The strategy is in line with Indonesia’s National Medium-Term Development Plan (2020–2024) and the United Nations’ Sustainable Development Goals, as well as ADB’s corporate strategy, Strategy 2030.
“We greatly appreciate ADB’s strong support to Indonesia over the years, especially the speed of ADB’s response and its close and active engagement with the government during the COVID-19 pandemic,” said Indonesian Finance Minister Sri Mulyani Indrawati. “The partnership strategy positions ADB as a key partner with innovative solutions to complex development challenges. We welcome ADB’s focus on inclusive, competitive, and sustainable development.”
Indonesia’s economy is the largest in Southeast Asia and the seventh-largest in the world based on purchasing power. The country had reduced poverty by more than half, to 9.2% of the national poverty line in 2019 from 23.4% in 1999, but the progress risks being reversed due to the adverse impacts of the COVID-19 pandemic.

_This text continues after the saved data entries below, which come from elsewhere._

//! Redline - contract document intake and analysis pipeline.
//!
//! Uploaded contracts are fingerprinted for deduplication, converted to
//! text, then driven through three externally-delegated extraction stages
//! (basic info, clause analysis, service info) with durable per-document
//! status, crash recovery for abandoned runs, and an append-only ledger of
//! every processing attempt.

pub mod cli;
pub mod config;
pub mod migrations;
pub mod models;
pub mod repository;
pub mod schema;
pub mod server;
pub mod services;
pub mod storage;
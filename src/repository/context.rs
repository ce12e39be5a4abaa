//! Database context for managing connections and repository access.
//!
//! The DbContext is the primary entry point for all persistence: it holds
//! the connection pool, knows where document binaries live on disk, and
//! hands out repositories.

use std::path::{Path, PathBuf};

use diesel_async::SimpleAsyncConnection;

use super::documents::DocumentRepository;
use super::logs::LogRepository;
use super::pool::{AsyncSqlitePool, DieselError};
use crate::storage::ContentStore;

/// Database context that manages the connection pool and provides
/// repository access.
///
/// # Example
/// ```ignore
/// let ctx = DbContext::new(&db_path, &documents_dir);
/// ctx.init_schema().await?;
/// let doc = ctx.documents().get("some-id").await?;
/// ```
#[derive(Clone)]
pub struct DbContext {
    pool: AsyncSqlitePool,
    documents_dir: PathBuf,
}

impl DbContext {
    /// Create a context from a database file path.
    pub fn new(db_path: &Path, documents_dir: &Path) -> Self {
        Self {
            pool: AsyncSqlitePool::from_path(db_path, 5),
            documents_dir: documents_dir.to_path_buf(),
        }
    }

    /// Create a context from a database URL (`sqlite:` prefix or plain path).
    pub fn from_url(url: &str, documents_dir: &Path) -> Self {
        Self {
            pool: AsyncSqlitePool::new(url, 5),
            documents_dir: documents_dir.to_path_buf(),
        }
    }

    /// Get the underlying connection pool.
    pub fn pool(&self) -> &AsyncSqlitePool {
        &self.pool
    }

    /// Directory where uploaded binaries are stored.
    pub fn documents_dir(&self) -> &Path {
        &self.documents_dir
    }

    /// Get a document repository.
    pub fn documents(&self) -> DocumentRepository {
        DocumentRepository::new(self.pool.clone())
    }

    /// Get a ledger repository.
    pub fn logs(&self) -> LogRepository {
        LogRepository::new(self.pool.clone())
    }

    /// Get the content-addressed store for uploaded binaries.
    pub fn content_store(&self) -> ContentStore {
        ContentStore::new(&self.documents_dir)
    }

    /// Initialize the database schema.
    pub async fn init_schema(&self) -> Result<(), DieselError> {
        let mut conn = self.pool.get().await?;
        conn.batch_execute(include_str!("schema.sql")).await
    }

    /// Get the list of all tables in the database.
    pub async fn list_tables(&self) -> Result<Vec<String>, DieselError> {
        let mut conn = self.pool.get().await?;

        let rows: Vec<TableName> = diesel_async::RunQueryDsl::load(
            diesel::sql_query(
                "SELECT name FROM sqlite_master WHERE type='table' AND name NOT LIKE 'sqlite_%' ORDER BY name",
            ),
            &mut conn,
        )
        .await?;
        Ok(rows.into_iter().map(|r| r.name).collect())
    }
}

#[derive(diesel::QueryableByName)]
struct TableName {
    #[diesel(sql_type = diesel::sql_types::Text)]
    name: String,
}
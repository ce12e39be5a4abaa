//! HTTP request handlers for the pipeline API.

use std::time::Duration;

use axum::body::Bytes;
use axum::extract::{Path, Query, State};
use axum::http::{header, HeaderMap, StatusCode};
use axum::response::{IntoResponse, Response};
use axum::Json;
use serde::Deserialize;
use serde_json::json;

use super::AppState;
use crate::models::{sources, LogQuery, LogStatus, ProcessingStatus, StandardClause};
use crate::repository::DieselError;
use crate::services::{ExtractionError, IngestError, RecoveryOptions, RunOptions};

fn default_limit() -> i64 {
    50
}

fn bad_request(message: String) -> Response {
    (StatusCode::BAD_REQUEST, Json(json!({ "error": message }))).into_response()
}

fn not_found(message: &str) -> Response {
    (StatusCode::NOT_FOUND, Json(json!({ "error": message }))).into_response()
}

fn db_error(e: DieselError) -> Response {
    (
        StatusCode::INTERNAL_SERVER_ERROR,
        Json(json!({ "error": format!("Database error: {}", e) })),
    )
        .into_response()
}

fn ingest_error_response(e: IngestError) -> Response {
    let status = match &e {
        IngestError::EmptyFile => StatusCode::BAD_REQUEST,
        IngestError::Conversion(ExtractionError::Unavailable(_)) => StatusCode::SERVICE_UNAVAILABLE,
        IngestError::Conversion(ExtractionError::Timeout) => StatusCode::GATEWAY_TIMEOUT,
        IngestError::Conversion(_) => StatusCode::BAD_GATEWAY,
        IngestError::Io(_) | IngestError::Db(_) => StatusCode::INTERNAL_SERVER_ERROR,
    };
    (status, Json(json!({ "error": e.to_string() }))).into_response()
}

/// Service health probe.
/// GET /api/health
pub async fn health() -> impl IntoResponse {
    Json(json!({
        "status": "ok",
        "version": env!("CARGO_PKG_VERSION"),
    }))
}

/// Ingest an uploaded file.
/// POST /api/documents
///
/// The raw bytes form the request body; the original filename arrives in
/// the `x-file-name` header and the media type in `content-type`.
pub async fn upload_document(
    State(state): State<AppState>,
    headers: HeaderMap,
    body: Bytes,
) -> Response {
    let file_name = headers
        .get("x-file-name")
        .and_then(|v| v.to_str().ok())
        .unwrap_or("upload")
        .to_string();
    let media_type = headers
        .get(header::CONTENT_TYPE)
        .and_then(|v| v.to_str().ok())
        .map(|v| v.to_string());

    match state
        .ingest
        .ingest(&body, &file_name, media_type.as_deref())
        .await
    {
        Ok(result) => {
            let status = if result.duplicate {
                StatusCode::OK
            } else {
                StatusCode::CREATED
            };
            (status, Json(result)).into_response()
        }
        Err(e) => ingest_error_response(e),
    }
}

/// Read-only duplicate preflight.
/// POST /api/documents/check-duplicate
pub async fn check_duplicate(State(state): State<AppState>, body: Bytes) -> Response {
    match state.ingest.check_duplicate(&body).await {
        Ok(check) => Json(check).into_response(),
        Err(e) => ingest_error_response(e),
    }
}

/// Query params for document listings.
#[derive(Debug, Deserialize)]
pub struct ListParams {
    pub status: Option<String>,
    #[serde(default = "default_limit")]
    pub limit: i64,
    #[serde(default)]
    pub offset: i64,
}

/// List documents, newest uploads first.
/// GET /api/documents
pub async fn list_documents(
    State(state): State<AppState>,
    Query(params): Query<ListParams>,
) -> Response {
    let status = match params.status.as_deref() {
        Some(s) => match ProcessingStatus::from_str(s) {
            Some(status) => Some(status),
            None => return bad_request(format!("unknown status {:?}", s)),
        },
        None => None,
    };
    let limit = params.limit.clamp(1, 200);
    let offset = params.offset.max(0);

    let documents = match state.documents.list(status, limit, offset).await {
        Ok(docs) => docs,
        Err(e) => return db_error(e),
    };
    let total = match state.documents.count(status).await {
        Ok(total) => total,
        Err(e) => return db_error(e),
    };

    Json(json!({
        "documents": documents,
        "total": total,
        "limit": limit,
        "offset": offset,
    }))
    .into_response()
}

/// Fetch one document together with its stage results.
/// GET /api/documents/{id}
pub async fn document_detail(
    State(state): State<AppState>,
    Path(document_id): Path<String>,
) -> Response {
    let document = match state.documents.get(&document_id).await {
        Ok(Some(doc)) => doc,
        Ok(None) => return not_found("Document not found"),
        Err(e) => return db_error(e),
    };

    let basic_info = match state.documents.get_basic_info(&document_id).await {
        Ok(info) => info,
        Err(e) => return db_error(e),
    };
    let analysis = match state.documents.get_analysis(&document_id).await {
        Ok(analysis) => analysis,
        Err(e) => return db_error(e),
    };
    let service_info = match state.documents.get_service_info(&document_id).await {
        Ok(info) => info,
        Err(e) => return db_error(e),
    };

    let analysis = analysis.map(|(result, standard_clauses)| {
        json!({
            "result": result,
            "standard_clauses": standard_clauses,
        })
    });

    Json(json!({
        "document": document,
        "basic_info": basic_info,
        "analysis": analysis,
        "service_info": service_info,
    }))
    .into_response()
}

/// Delete a document, its stage results, and its stored bytes.
/// DELETE /api/documents/{id}
pub async fn delete_document(
    State(state): State<AppState>,
    Path(document_id): Path<String>,
) -> Response {
    match state.ingest.delete(&document_id).await {
        Ok(true) => Json(json!({ "deleted": true, "document_id": document_id })).into_response(),
        Ok(false) => not_found("Document not found"),
        Err(e) => ingest_error_response(e),
    }
}

/// Request body for triggering a pipeline run.
#[derive(Debug, Default, Deserialize)]
pub struct ProcessRequest {
    /// Reference clauses handed to the analysis stage.
    #[serde(default)]
    pub standard_clauses: Vec<StandardClause>,
    /// Per-stage timeout override in seconds.
    pub stage_timeout_secs: Option<u64>,
}

/// Start a pipeline run for a document.
/// POST /api/documents/{id}/process
///
/// The run executes as a background task; this returns 202 immediately.
/// A document already being processed gets a 200 with a notice instead.
pub async fn process_document(
    State(state): State<AppState>,
    Path(document_id): Path<String>,
    body: Option<Json<ProcessRequest>>,
) -> Response {
    let Json(request) = body.unwrap_or_default();

    let document = match state.documents.get(&document_id).await {
        Ok(Some(doc)) => doc,
        Ok(None) => return not_found("Document not found"),
        Err(e) => return db_error(e),
    };

    if document.status.is_processing() {
        return Json(json!({
            "document_id": document_id,
            "status": document.status,
            "message": "document is already being processed",
        }))
        .into_response();
    }
    if document.status == ProcessingStatus::Completed {
        return Json(json!({
            "document_id": document_id,
            "status": document.status,
            "message": "document is already completed",
        }))
        .into_response();
    }
    if document.status == ProcessingStatus::Error {
        return (
            StatusCode::CONFLICT,
            Json(json!({
                "document_id": document_id,
                "status": document.status,
                "error": document.processing_error,
                "message": "document is in ERROR and must be reset before re-running",
            })),
        )
            .into_response();
    }

    let options = RunOptions {
        standard_clauses: request.standard_clauses,
        stage_timeout: request.stage_timeout_secs.map(Duration::from_secs),
        source: sources::USER.to_string(),
    };
    let pipeline = state.pipeline.clone();
    let id = document_id.clone();
    tokio::spawn(async move {
        match pipeline.run(&id, &options).await {
            Ok(report) => tracing::debug!(
                document_id = %report.document_id,
                outcome = ?report.outcome,
                "pipeline run finished"
            ),
            Err(e) => tracing::warn!(document_id = %id, error = %e, "pipeline run failed"),
        }
    });

    (
        StatusCode::ACCEPTED,
        Json(json!({
            "document_id": document_id,
            "status": "accepted",
        })),
    )
        .into_response()
}

/// Request body for a recovery sweep.
#[derive(Debug, Default, Deserialize)]
pub struct RecoverRequest {
    /// Staleness threshold override in seconds.
    pub staleness_secs: Option<u64>,
    /// Batch size override.
    pub limit: Option<i64>,
}

/// Detect and restart stalled documents.
/// POST /api/documents/recover
pub async fn recover_documents(
    State(state): State<AppState>,
    body: Option<Json<RecoverRequest>>,
) -> Response {
    let Json(request) = body.unwrap_or_default();

    let mut options = RecoveryOptions::default();
    if let Some(staleness) = request.staleness_secs {
        options.staleness = Duration::from_secs(staleness);
    }
    if let Some(limit) = request.limit {
        options.limit = limit;
    }

    match state.recovery.recover(&options).await {
        Ok(report) => Json(report).into_response(),
        Err(e) => db_error(e),
    }
}

/// List all in-flight documents regardless of staleness.
/// GET /api/documents/in-flight
pub async fn list_in_flight(State(state): State<AppState>) -> Response {
    match state.recovery.list_in_flight().await {
        Ok(documents) => Json(json!({
            "count": documents.len(),
            "documents": documents,
        }))
        .into_response(),
        Err(e) => db_error(e),
    }
}

/// Query params for ledger queries.
#[derive(Debug, Deserialize)]
pub struct LogParams {
    pub document_id: Option<String>,
    pub action: Option<String>,
    pub source: Option<String>,
    pub status: Option<String>,
    pub search: Option<String>,
    #[serde(default = "default_limit")]
    pub limit: i64,
    #[serde(default)]
    pub offset: i64,
}

/// Query the processing ledger.
/// GET /api/logs
pub async fn list_logs(State(state): State<AppState>, Query(params): Query<LogParams>) -> Response {
    let status = match params.status.as_deref() {
        Some(s) => match LogStatus::from_str(s) {
            Some(status) => Some(status),
            None => return bad_request(format!("unknown log status {:?}", s)),
        },
        None => None,
    };

    let query = LogQuery {
        document_id: params.document_id,
        action: params.action,
        source: params.source,
        status,
        search: params.search,
        limit: params.limit,
        offset: params.offset,
    };

    match state.logs.query(&query).await {
        Ok(page) => Json(page).into_response(),
        Err(e) => db_error(e),
    }
}
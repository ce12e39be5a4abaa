use cetane::prelude::*;

pub fn migration() -> Migration {
    Migration::new("0002_ledger_indexes")
        .depends_on(&["0001_initial_schema"])
        .operation(AddIndex::new(
            "processing_logs",
            Index::new("idx_processing_logs_document").column("document_id"),
        ))
        .operation(AddIndex::new(
            "processing_logs",
            Index::new("idx_processing_logs_created").column("created_at"),
        ))
}
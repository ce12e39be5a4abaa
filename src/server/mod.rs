//! HTTP API server for the contract processing pipeline.
//!
//! Exposes upload, duplicate preflight, document browsing, pipeline
//! triggering, recovery, and ledger queries as a JSON API.

mod handlers;
mod routes;

pub use routes::create_router;

use std::net::SocketAddr;
use std::sync::Arc;
use std::time::Duration;

use crate::config::Settings;
use crate::repository::{DbContext, DocumentRepository, LogRepository};
use crate::services::{
    Extractor, HttpExtractor, IngestService, LedgerObserver, PipelineService, ProcessingObserver,
    RecoveryService,
};

/// Shared state for the web server.
#[derive(Clone)]
pub struct AppState {
    pub documents: DocumentRepository,
    pub logs: LogRepository,
    pub ingest: IngestService,
    pub pipeline: PipelineService,
    pub recovery: RecoveryService,
}

impl AppState {
    pub fn new(settings: &Settings) -> Self {
        let ctx = settings.create_db_context();
        let timeout = Duration::from_secs(settings.request_timeout);
        let extractor: Arc<dyn Extractor> =
            Arc::new(HttpExtractor::new(&settings.extractor_url, timeout));
        Self::from_parts(&ctx, extractor, timeout)
    }

    /// Build the state from an existing context and extractor.
    ///
    /// Tests use this to substitute a scripted extractor.
    pub fn from_parts(
        ctx: &DbContext,
        extractor: Arc<dyn Extractor>,
        stage_timeout: Duration,
    ) -> Self {
        let observer: Arc<dyn ProcessingObserver> = Arc::new(LedgerObserver::new(ctx.logs()));
        let pipeline = PipelineService::new(
            ctx.documents(),
            extractor.clone(),
            observer.clone(),
            stage_timeout,
        );
        let ingest = IngestService::new(
            ctx.documents(),
            ctx.content_store(),
            extractor,
            observer.clone(),
        );
        let recovery = RecoveryService::new(ctx.documents(), pipeline.clone(), observer);

        Self {
            documents: ctx.documents(),
            logs: ctx.logs(),
            ingest,
            pipeline,
            recovery,
        }
    }
}

/// Start the web server.
pub async fn serve(settings: &Settings, host: &str, port: u16) -> anyhow::Result<()> {
    let state = AppState::new(settings);
    let app = create_router(state);

    let addr: SocketAddr = format!("{}:{}", host, port).parse()?;
    tracing::info!("Starting server at http://{}", addr);

    let listener = tokio::net::TcpListener::bind(addr).await?;
    axum::serve(listener, app).await?;

    Ok(())
}
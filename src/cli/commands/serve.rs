//! Web server command.

use console::style;

use crate::config::Settings;

/// Start the web server.
pub async fn cmd_serve(settings: &Settings, bind: &str, no_migrate: bool) -> anyhow::Result<()> {
    let (host, port) = parse_bind_address(bind)?;

    settings.ensure_directories()?;

    if !no_migrate {
        // Run database migrations first
        println!("{} Running database migrations...", style("→").cyan());
        match crate::repository::migrations::run_migrations(&settings.database_url()).await {
            Ok(()) => {
                println!("  {} Database ready", style("✓").green());
            }
            Err(e) => {
                eprintln!("  {} Migration failed: {}", style("✗").red(), e);
                return Err(anyhow::anyhow!("Database migration failed: {}", e));
            }
        }
    }

    println!(
        "{} Starting Redline server at http://{}:{}",
        style("→").cyan(),
        host,
        port
    );
    println!("  Press Ctrl+C to stop");

    crate::server::serve(settings, &host, port).await
}

/// Parse a bind address that can be:
/// - Just a port: "3030" -> 127.0.0.1:3030
/// - Just a host: "0.0.0.0" -> 0.0.0.0:3030
/// - Host and port: "0.0.0.0:3030" -> 0.0.0.0:3030
fn parse_bind_address(bind: &str) -> anyhow::Result<(String, u16)> {
    // Try parsing as just a port number
    if let Ok(port) = bind.parse::<u16>() {
        return Ok(("127.0.0.1".to_string(), port));
    }

    // Try parsing as host:port
    if let Some((host, port_str)) = bind.rsplit_once(':') {
        if let Ok(port) = port_str.parse::<u16>() {
            return Ok((host.to_string(), port));
        }
    }

    // Must be just a host, use default port
    Ok((bind.to_string(), 3030))
}

#[cfg(test)]
mod tests {
    use super::*;

    #[test]
    fn test_parse_bind_address_forms() {
        assert_eq!(
            parse_bind_address("3030").unwrap(),
            ("127.0.0.1".to_string(), 3030)
        );
        assert_eq!(
            parse_bind_address("0.0.0.0").unwrap(),
            ("0.0.0.0".to_string(), 3030)
        );
        assert_eq!(
            parse_bind_address("0.0.0.0:8080").unwrap(),
            ("0.0.0.0".to_string(), 8080)
        );
    }
}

Under the strategy, ADB’s sovereign lending to Indonesia is expected to reach $10.7 billion from 2020–2023. ADB’s country operations will seek to mobilize cofinancing from development partners and investments from the private sector to help the government better respond to increased demand for financial support amid the COVID-19 pandemic. For example, ADB will help Indonesia attract more private investments in infrastructure by promoting public-private partnerships. It will support Indonesia’s Sustainable Development Goals by designing innovative financing options to reduce the risk of green infrastructure projects and help catalyze private sector investments.
ADB will support the government’s policy reforms in human capital development, financial inclusion, business competitiveness, state-owned enterprises, and clean energy. ADB operations will seek to advance gender equality in Indonesia by helping increase women’s access to formal banking, strengthen female graduates’ job skills, and boost their participation in rural enterprises, as well as improving vulnerable women’s access to social services.
ADB-financed projects will promote the application of technology to maximize development results. For example, ADB will use big data analytics, financial technologies, satellite technology for flood mapping and urban development, smart grids and meters, geothermal, waste-to-energy, and remote-sensing systems to improve survey and planning processes for the operation and maintenance of assets.
ADB’s country program will support Indonesia’s participation in regional cooperation and its contribution to the development of regional public goods. That includes international tax cooperation, trilateral cooperation with the Pacific island countries on ocean health, partnership on reducing environmental pollution from plastic waste, and the development of border towns to reduce regional disparities.
ADB is committed to achieving a prosperous, inclusive, resilient, and sustainable Asia and the Pacific, while sustaining its efforts to eradicate extreme poverty. Established in 1966, it is owned by 68 members—49 from the region.